INFORMATION GIVEN =>
impl ExpandableCalendar {
    /// Creates the calendar showing the context's date.
    pub fn new(args: ExpandableCalendarArgs, context: CalendarContextHandle) -> Self {
        let snapshot = context.snapshot();
        let expansion = Expansion::new(
            ExpansionConfig::default()
                .orientation(args.list.orientation())
                .initial_position(args.initial_position)
                .hide_knob(args.hide_knob)
                .disable_pan(args.disable_pan)
                .number_of_weeks(number_of_weeks(snapshot.date, args.first_day())),
        );
        let list_args = list_args_for(
            &args,
            snapshot.date,
            snapshot.date,
            expansion.position().is_open(),
        );
        Self {
            list: CalendarList::new(list_args),
            args,
            context,
            synced_revision: snapshot.revision,
            visible_date: snapshot.date,
            expansion,
            today: CalendarDate::today(),
            queue: TurnQueue::new(),
        }
    }

    /// The configuration.
    pub fn args(&self) -> &ExpandableCalendarArgs {
        &self.args
    }

    /// The shared context.
    pub fn context(&self) -> &CalendarContextHandle {
        &self.context
    }

    /// The embedded month list.
    pub fn list(&self) -> &CalendarList {
        &self.list
    }

    /// The expansion state machine.
    pub fn expansion(&self) -> &Expansion {
        &self.expansion
    }

    /// First month of the latest visible-month report.
    pub fn visible_date(&self) -> CalendarDate {
        self.visible_date
    }

    /// Current position.
    pub fn position(&self) -> Position {
        self.expansion.position()
    }

    /// Overrides the date treated as today.
    pub fn set_today(&mut self, today: CalendarDate) {
        self.today = today;
    }

    /// Takes the latest scroll command for the embedded list.
    pub fn take_scroll_command(&mut self) -> Option<ScrollCommand> {
        self.list.take_scroll_command()
    }

    /// Replaces the consumer's marked dates.
    pub fn set_marked_dates(&mut self, marked_dates: Arc<MarkedDates>) {
        self.args.list.calendar.marked_dates = marked_dates;
        self.refresh_list();
    }

    /// Marked dates with the context date added as selected.
    pub fn marked_dates(&self) -> Arc<MarkedDates> {
        merge_selected(&self.args.list.calendar.marked_dates, self.context.date())
    }

    /// Scrolls the list to the context date when it changed since the last
    /// sync. Returns true when it scrolled.
    pub fn sync_context(&mut self) -> bool {
        let snapshot = self.context.snapshot();
        if snapshot.revision == self.synced_revision {
            return false;
        }
        self.synced_revision = snapshot.revision;
        self.refresh_list();
        if self.args.horizontal() {
            self.list.scroll_to_month(snapshot.date);
        } else {
            self.list.scroll_to_day(snapshot.date, Dp::ZERO, true);
        }
        debug!(date = %snapshot.date, source = ?snapshot.update_source, "synced to context");
        true
    }

    /// Pages the context date by one month. Open calendars land on the first
    /// of the month, closed ones on the first day of the neighboring week.
    /// Only horizontal calendars page.
    pub fn scroll_by_month(&mut self, next: bool) -> bool {
        if !self.args.horizontal() {
            return false;
        }
        let date = self.context.date();
        let target = if self.position().is_open() {
            date.first_of_month().add_months(if next { 1 } else { -1 })
        } else {
            let step = if next { 7 } else { -7 };
            date.add_days(step - self.days_into_week(date))
        };
        self.page_context(target)
    }

    /// Pages the context date by one year. Open calendars land on the first
    /// of the month, closed ones on the first day of that week. Only
    /// horizontal calendars page.
    pub fn scroll_by_year(&mut self, next: bool) -> bool {
        if !self.args.horizontal() {
            return false;
        }
        let date = self
            .context
            .date()
            .add_years(if next { 1 } else { -1 });
        let target = if self.position().is_open() {
            date.first_of_month()
        } else {
            date.add_days(-self.days_into_week(date))
        };
        self.page_context(target)
    }

    fn days_into_week(&self, date: CalendarDate) -> i64 {
        let first_day = i64::from(self.args.first_day().num_days_from_sunday());
        let mut day_of_week = i64::from(date.weekday_from_sunday());
        if day_of_week < first_day && first_day > 0 {
            day_of_week += 7;
        }
        day_of_week - first_day
    }

    fn page_context(&mut self, target: CalendarDate) -> bool {
        self.context.set_date(target, UpdateSource::PageScroll);
        self.sync_context();
        true
    }

    /// Handles a header arrow press: month arrows page by month, year arrows
    /// by year.
    pub fn press_arrow(&mut self, arrow: HeaderArrow) -> ArrowOutcome {
        if self.should_hide_arrows() {
            return ArrowOutcome::Hidden;
        }
        let navigated = if arrow.is_month_arrow() {
            self.scroll_by_month(arrow.is_forward())
        } else {
            self.scroll_by_year(arrow.is_forward())
        };
        ArrowOutcome::Navigated(navigated)
    }

    /// Handles a tap on a day: writes it to the context, then collapses an
    /// open calendar on the next turn. Returns true when accepted.
    pub fn press_day(&mut self, date: CalendarDate) -> bool {
        if !self.args.list.calendar.is_day_interactive(date) {
            debug!(%date, "ignoring day press");
            return false;
        }
        self.context.set_date(date, UpdateSource::DayPress);
        self.sync_context();
        self.queue.defer(ExpandableTask::CollapseAfterDayPress);
        if let Some(callback) = &self.args.list.calendar.on_day_press {
            callback.call(date.to_data());
        }
        true
    }

    /// Handles a long press on a day. Returns true when accepted.
    pub fn long_press_day(&mut self, date: CalendarDate) -> bool {
        self.list.long_press_day(date)
    }

    /// Handles the list's viewability update.
    pub fn on_viewable_items_changed(&mut self, viewable: &[usize]) -> ViewabilityReport {
        let report = self.list.on_viewable_items_changed(viewable);
        self.handle_report(&report);
        report
    }

    /// Handles a scroll offset reported by the list's host view.
    pub fn on_scroll(&mut self, offset: Dp, viewport: Dp) -> ViewabilityReport {
        let report = self.list.on_scroll(offset, viewport);
        self.handle_report(&report);
        report
    }

    /// Handles the end of a list drag.
    pub fn end_scroll(&mut self, viewport: Dp) -> ViewabilityReport {
        let report = self.list.end_drag(viewport);
        self.handle_report(&report);
        report
    }

    fn handle_report(&mut self, report: &ViewabilityReport) {
        if report.changed {
            self.on_visible_date_change(&report.visible_months);
        }
    }

    /// Reacts to a new visible-month set. When the first month differs from
    /// the last one seen, the context date pages toward it (unless a day
    /// press set it or it already lies in that month), and the week count is
    /// recomputed on the next turn.
    pub fn on_visible_date_change(&mut self, dates: &[CalendarDate]) {
        let Some(&first) = dates.first() else {
            return;
        };
        if same_month(self.visible_date, first) {
            return;
        }
        self.visible_date = first;

        let snapshot = self.context.snapshot();
        if !same_month(first, snapshot.date) && snapshot.update_source != UpdateSource::DayPress {
            self.scroll_by_month(is_later_month(first, snapshot.date));
        }
        self.queue.defer(ExpandableTask::RecomputeOpenHeight);
    }

    /// Sizes a vertical calendar's open height from its layout.
    pub fn on_layout(&mut self, screen_height: Dp, layout_x: Dp) {
        if !self.args.horizontal() {
            self.expansion
                .set_open_height(screen_height - layout_x - screen_height * VERTICAL_OPEN_MARGIN);
        }
    }

    /// Starts a pan with delta `dy` when the state machine accepts it.
    pub fn begin_drag(&mut self, dy: Dp) -> bool {
        self.expansion.begin_drag(dy)
    }

    /// Updates the active pan.
    pub fn drag_move(&mut self, dy: Dp) -> Option<Dp> {
        self.expansion.drag_move(dy)
    }

    /// Releases the active pan and snaps.
    pub fn drag_end(&mut self) -> Position {
        let before = self.position();
        let position = self.expansion.drag_end();
        if position != before {
            self.refresh_list();
        }
        position
    }

    /// Advances animations by `dt` seconds. Returns true while moving.
    pub fn tick(&mut self, dt: f64) -> bool {
        self.expansion.tick(dt)
    }

    /// Current drawing state.
    pub fn frame(&self) -> ExpansionFrame {
        self.expansion.frame()
    }

    /// Header arrows are hidden on vertical calendars and on request.
    pub fn should_hide_arrows(&self) -> bool {
        self.args.should_hide_arrows()
    }

    /// Title of the vertical calendar's header.
    pub fn header_title(&self) -> String {
        format_title(
            self.context.date(),
            HeaderDefaults::DATE_FORMAT,
            &self.args.list.calendar.header.locale,
        )
    }

    /// Weekday names starting at the first day.
    pub fn week_day_names(&self) -> Vec<String> {
        self.args
            .list
            .calendar
            .header
            .locale
            .week_day_names(self.args.first_day())
    }

    /// Static header bound to the context date.
    pub fn header(&self) -> CalendarHeader {
        let calendar = &self.list.args().calendar;
        CalendarHeader::new(
            &calendar.header,
            self.context.date(),
            calendar.first_day,
            calendar.show_week_numbers,
            false,
        )
    }

    /// Days of the week strip shown while closed.
    pub fn week_strip(&self) -> Vec<DayCell> {
        let date = self.context.date();
        let marked = self.marked_dates();
        let calendar = &self.args.list.calendar;
        week_of(date, calendar.first_day)
            .into_iter()
            .map(|day| DayCell {
                date: day,
                state: if calendar.disabled_by_default || !calendar.is_in_range(day) {
                    DayState::Disabled
                } else if day == self.today {
                    DayState::Today
                } else {
                    DayState::Normal
                },
                marking: marked.get(&day).cloned(),
                hidden: false,
                in_range: calendar.is_in_range(day),
            })
            .collect()
    }

    /// Number of deferred tasks waiting for the next turn.
    pub fn pending_tasks(&self) -> usize {
        self.queue.len() + self.list.pending_tasks()
    }

    /// Runs the tasks deferred before this call. Returns how many ran.
    pub fn run_turn(&mut self) -> usize {
        let tasks = self.queue.take_turn();
        let mut count = tasks.len();
        for task in tasks {
            match task {
                ExpandableTask::CollapseAfterDayPress => {
                    if self.position().is_open() {
                        let closed = self.expansion.closed_height();
                        self.expansion.bounce_to_position(Some(closed));
                        self.refresh_list();
                    }
                }
                ExpandableTask::RecomputeOpenHeight => {
                    let weeks = number_of_weeks(self.context.date(), self.args.first_day());
                    if self.expansion.set_number_of_weeks(weeks) && self.position().is_open() {
                        let open = self.expansion.open_height();
                        self.expansion.bounce_to_position(Some(open));
                    }
                }
            }
        }
        count += self.list.run_turn();
        count
    }

    /// Runs turns until nothing is deferred.
    pub fn flush(&mut self) {
        while self.run_turn() > 0 {}
    }

    fn refresh_list(&mut self) {
        let args = list_args_for(
            &self.args,
            self.visible_date,
            self.context.date(),
            self.position().is_open(),
        );
        self.list.set_args(args);
    }
}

ASSIGNMENT => Among the records above, repeat exactly the line with "date.add_days(-self.days_into_week(date))", the line with "list's host view.", and every line in between, and only those.

COMPLETED EXERCISE =>
            date.add_days(-self.days_into_week(date))
        };
        self.page_context(target)
    }

    fn days_into_week(&self, date: CalendarDate) -> i64 {
        let first_day = i64::from(self.args.first_day().num_days_from_sunday());
        let mut day_of_week = i64::from(date.weekday_from_sunday());
        if day_of_week < first_day && first_day > 0 {
            day_of_week += 7;
        }
        day_of_week - first_day
    }

    fn page_context(&mut self, target: CalendarDate) -> bool {
        self.context.set_date(target, UpdateSource::PageScroll);
        self.sync_context();
        true
    }

    /// Handles a header arrow press: month arrows page by month, year arrows
    /// by year.
    pub fn press_arrow(&mut self, arrow: HeaderArrow) -> ArrowOutcome {
        if self.should_hide_arrows() {
            return ArrowOutcome::Hidden;
        }
        let navigated = if arrow.is_month_arrow() {
            self.scroll_by_month(arrow.is_forward())
        } else {
            self.scroll_by_year(arrow.is_forward())
        };
        ArrowOutcome::Navigated(navigated)
    }

    /// Handles a tap on a day: writes it to the context, then collapses an
    /// open calendar on the next turn. Returns true when accepted.
    pub fn press_day(&mut self, date: CalendarDate) -> bool {
        if !self.args.list.calendar.is_day_interactive(date) {
            debug!(%date, "ignoring day press");
            return false;
        }
        self.context.set_date(date, UpdateSource::DayPress);
        self.sync_context();
        self.queue.defer(ExpandableTask::CollapseAfterDayPress);
        if let Some(callback) = &self.args.list.calendar.on_day_press {
            callback.call(date.to_data());
        }
        true
    }

    /// Handles a long press on a day. Returns true when accepted.
    pub fn long_press_day(&mut self, date: CalendarDate) -> bool {
        self.list.long_press_day(date)
    }

    /// Handles the list's viewability update.
    pub fn on_viewable_items_changed(&mut self, viewable: &[usize]) -> ViewabilityReport {
        let report = self.list.on_viewable_items_changed(viewable);
        self.handle_report(&report);
        report
    }

    /// Handles a scroll offset reported by the list's host view.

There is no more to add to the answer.